● **TASK TO CARRY OUT**: Would you please copy each line of the listing that mentions "names"?
━━━━━━━━━━━━━━━━━━━━━━━━━━━━━━
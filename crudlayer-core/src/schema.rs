//! Collection schemas: required fields and indexes.
//!
//! A [`CollectionSchema`] describes what a valid document of a collection looks like and
//! which indexes it carries. Backends apply it when a collection is ensured: MongoDB
//! renders it as a strict `$jsonSchema` validator plus indexes, the in-memory backend
//! checks it on every write.
//!
//! ```ignore
//! let schema = CollectionSchema::builder("books_info")
//!     .field(FieldRule::string("book_id").non_empty())
//!     .field(FieldRule::string_array("categories").unique_items())
//!     .index(IndexSpec::new("book_id_1", ["book_id"]).unique())
//!     .build();
//! ```

use std::collections::HashSet;

use bson::{Bson, Document};

/// The type a field value must have.
#[derive(Debug, Clone, PartialEq, Eq)]
pub enum FieldType {
    String,
    StringArray {
        /// Whether the array may not repeat an element.
        unique_items: bool,
    },
}

/// A required field of a collection.
#[derive(Debug, Clone, PartialEq, Eq)]
pub struct FieldRule {
    pub name: String,
    pub field_type: FieldType,
    /// Rejects empty strings.
    pub non_empty: bool,
    pub description: Option<String>,
}

impl FieldRule {
    pub fn string(name: impl Into<String>) -> Self {
        FieldRule {
            name: name.into(),
            field_type: FieldType::String,
            non_empty: false,
            description: None,
        }
    }

    pub fn string_array(name: impl Into<String>) -> Self {
        FieldRule {
            name: name.into(),
            field_type: FieldType::StringArray { unique_items: false },
            non_empty: false,
            description: None,
        }
    }

    pub fn non_empty(mut self) -> Self {
        self.non_empty = true;
        self
    }

    pub fn unique_items(mut self) -> Self {
        if let FieldType::StringArray { unique_items } = &mut self.field_type {
            *unique_items = true;
        }
        self
    }

    pub fn description(mut self, description: impl Into<String>) -> Self {
        self.description = Some(description.into());
        self
    }

    /// Checks `value` against this rule, returning the reason it fails.
    fn check(&self, value: Option<&Bson>) -> Result<(), String> {
        let Some(value) = value else {
            return Err(format!("field {} is required", self.name));
        };

        match (&self.field_type, value) {
            (FieldType::String, Bson::String(text)) => {
                if self.non_empty && text.is_empty() {
                    return Err(format!("field {} must not be empty", self.name));
                }
                Ok(())
            }
            (FieldType::StringArray { unique_items }, Bson::Array(items)) => {
                let mut seen = HashSet::new();
                for item in items {
                    let Bson::String(text) = item else {
                        return Err(format!("field {} must only contain strings", self.name));
                    };
                    if *unique_items && !seen.insert(text.as_str()) {
                        return Err(format!("field {} contains duplicated item {}", self.name, text));
                    }
                }
                Ok(())
            }
            (FieldType::String, _) => Err(format!("field {} must be a string", self.name)),
            (FieldType::StringArray { .. }, _) => {
                Err(format!("field {} must be an array", self.name))
            }
        }
    }
}

/// An index over one or more ascending keys.
#[derive(Debug, Clone, PartialEq, Eq)]
pub struct IndexSpec {
    pub name: String,
    pub keys: Vec<String>,
    pub unique: bool,
}

impl IndexSpec {
    pub fn new<I, S>(name: impl Into<String>, keys: I) -> Self
    where
        I: IntoIterator<Item = S>,
        S: Into<String>,
    {
        IndexSpec {
            name: name.into(),
            keys: keys.into_iter().map(Into::into).collect(),
            unique: false,
        }
    }

    pub fn unique(mut self) -> Self {
        self.unique = true;
        self
    }
}

#[derive(Debug, Clone, PartialEq, Eq)]
pub struct CollectionSchema {
    pub name: String,
    pub fields: Vec<FieldRule>,
    pub indexes: Vec<IndexSpec>,
}

impl CollectionSchema {
    pub fn builder(name: impl Into<String>) -> CollectionSchemaBuilder {
        CollectionSchemaBuilder {
            schema: CollectionSchema {
                name: name.into(),
                fields: Vec::new(),
                indexes: Vec::new(),
            },
        }
    }

    /// Checks that `document` satisfies every field rule.
    ///
    /// Fields not named by a rule are allowed.
    pub fn validate(&self, document: &Document) -> Result<(), String> {
        self.fields
            .iter()
            .try_for_each(|rule| rule.check(document.get(&rule.name)))
    }

    pub fn unique_indexes(&self) -> impl Iterator<Item = &IndexSpec> {
        self.indexes.iter().filter(|index| index.unique)
    }
}

pub struct CollectionSchemaBuilder {
    schema: CollectionSchema,
}

impl CollectionSchemaBuilder {
    pub fn field(mut self, rule: FieldRule) -> Self {
        self.schema.fields.push(rule);
        self
    }

    pub fn index(mut self, index: IndexSpec) -> Self {
        self.schema.indexes.push(index);
        self
    }

    pub fn build(self) -> CollectionSchema {
        self.schema
    }
}

#[cfg(test)]
mod tests {
    use super::*;
    use bson::doc;

    fn schema() -> CollectionSchema {
        CollectionSchema::builder("books_info")
            .field(FieldRule::string("book_id").non_empty())
            .field(FieldRule::string("description"))
            .field(FieldRule::string_array("categories").unique_items())
            .index(IndexSpec::new("book_id_1", ["book_id"]).unique())
            .index(IndexSpec::new("title_1_author_1", ["title", "author"]))
            .build()
    }

    #[test]
    fn accepts_valid_document() {
        let document = doc! {
            "book_id": "book_1",
            "description": "",
            "categories": ["a", "b"],
            "extra": 1,
        };

        assert_eq!(schema().validate(&document), Ok(()));
    }

    #[test]
    fn rejects_missing_and_empty_fields() {
        let missing = doc! { "description": "", "categories": [] };
        assert!(schema().validate(&missing).unwrap_err().contains("book_id"));

        let empty = doc! { "book_id": "", "description": "", "categories": [] };
        assert!(schema().validate(&empty).unwrap_err().contains("must not be empty"));
    }

    #[test]
    fn rejects_wrong_types_and_duplicated_items() {
        let wrong_type = doc! { "book_id": 1, "description": "", "categories": [] };
        assert!(schema().validate(&wrong_type).is_err());

        let duplicated = doc! { "book_id": "b", "description": "", "categories": ["a", "a"] };
        assert!(schema().validate(&duplicated).unwrap_err().contains("duplicated"));
    }

    #[test]
    fn lists_only_unique_indexes() {
        let schema = schema();
        let names: Vec<&str> = schema.unique_indexes().map(|i| i.name.as_str()).collect();

        assert_eq!(names, vec!["book_id_1"]);
    }
}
━━━━━━━━━━━━━━━━━━━━━━━━━━━━━━
● **TASK ANSWER**:
        let names: Vec<&str> = schema.unique_indexes().map(|i| i.name.as_str()).collect();
        assert_eq!(names, vec!["book_id_1"]);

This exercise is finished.